Work task:
Copy out once more, exactly, the line with "Err(err) if err.kind()" and all the lines after it, up to the last line of the data.

[Records provided — start]

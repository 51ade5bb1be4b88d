use std::path::Path;

use scry_classfile::{ClassFile, ParseOptions};
use scry_classpath::ClassSource;

use crate::descriptor::ClassDescriptor;
use crate::error::{DecodeError, Error, Result};

/// Turns class-file bytes into a [`ClassDescriptor`].
pub trait Decoder: Send + Sync {
    /// With `skip_method_bodies` set, every method's `body` is `None`; all
    /// other fields are the same as a full decode.
    fn decode(&self, bytes: &[u8], skip_method_bodies: bool)
        -> Result<ClassDescriptor, DecodeError>;
}

/// The decoder backed by [`scry_classfile`].
#[derive(Debug, Clone, Copy, Default)]
pub struct ClassFileDecoder;

impl Decoder for ClassFileDecoder {
    fn decode(
        &self,
        bytes: &[u8],
        skip_method_bodies: bool,
    ) -> Result<ClassDescriptor, DecodeError> {
        let options = ParseOptions {
            skip_code: skip_method_bodies,
        };
        let class = ClassFile::parse_with(bytes, options)?;
        ClassDescriptor::from_class_file(class)
    }
}

impl<D: Decoder + ?Sized> Decoder for &D {
    fn decode(
        &self,
        bytes: &[u8],
        skip_method_bodies: bool,
    ) -> Result<ClassDescriptor, DecodeError> {
        (**self).decode(bytes, skip_method_bodies)
    }
}

/// Fetches `name` from `source` and decodes it.
pub fn load_descriptor<S, D>(
    name: &str,
    skip_method_bodies: bool,
    source: &S,
    decoder: &D,
) -> Result<ClassDescriptor>
where
    S: ClassSource + ?Sized,
    D: Decoder + ?Sized,
{
    let bytes = source.fetch(name)?;
    decoder
        .decode(&bytes, skip_method_bodies)
        .map_err(|source| Error::Malformed {
            name: name.to_string(),
            source,
        })
}

/// Decodes a class file on disk. Returns `Ok(None)` if there is no file at
/// `path`.
pub fn read_class_file(path: &Path, skip_method_bodies: bool) -> Result<Option<ClassDescriptor>> {
    let name = path.display().to_string();
    let bytes = match std::fs::read(path) {
        Ok(bytes) => bytes,
        Err(err) if err.kind() == std::io::ErrorKind::NotFound => return Ok(None),
        Err(source) => return Err(Error::Io { name, source }),
    };
    ClassFileDecoder
        .decode(&bytes, skip_method_bodies)
        .map(Some)
        .map_err(|source| Error::Malformed { name, source })
}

[Records provided — finish]

Output:
        Err(err) if err.kind() == std::io::ErrorKind::NotFound => return Ok(None),
        Err(source) => return Err(Error::Io { name, source }),
    };
    ClassFileDecoder
        .decode(&bytes, skip_method_bodies)
        .map(Some)
        .map_err(|source| Error::Malformed { name, source })
}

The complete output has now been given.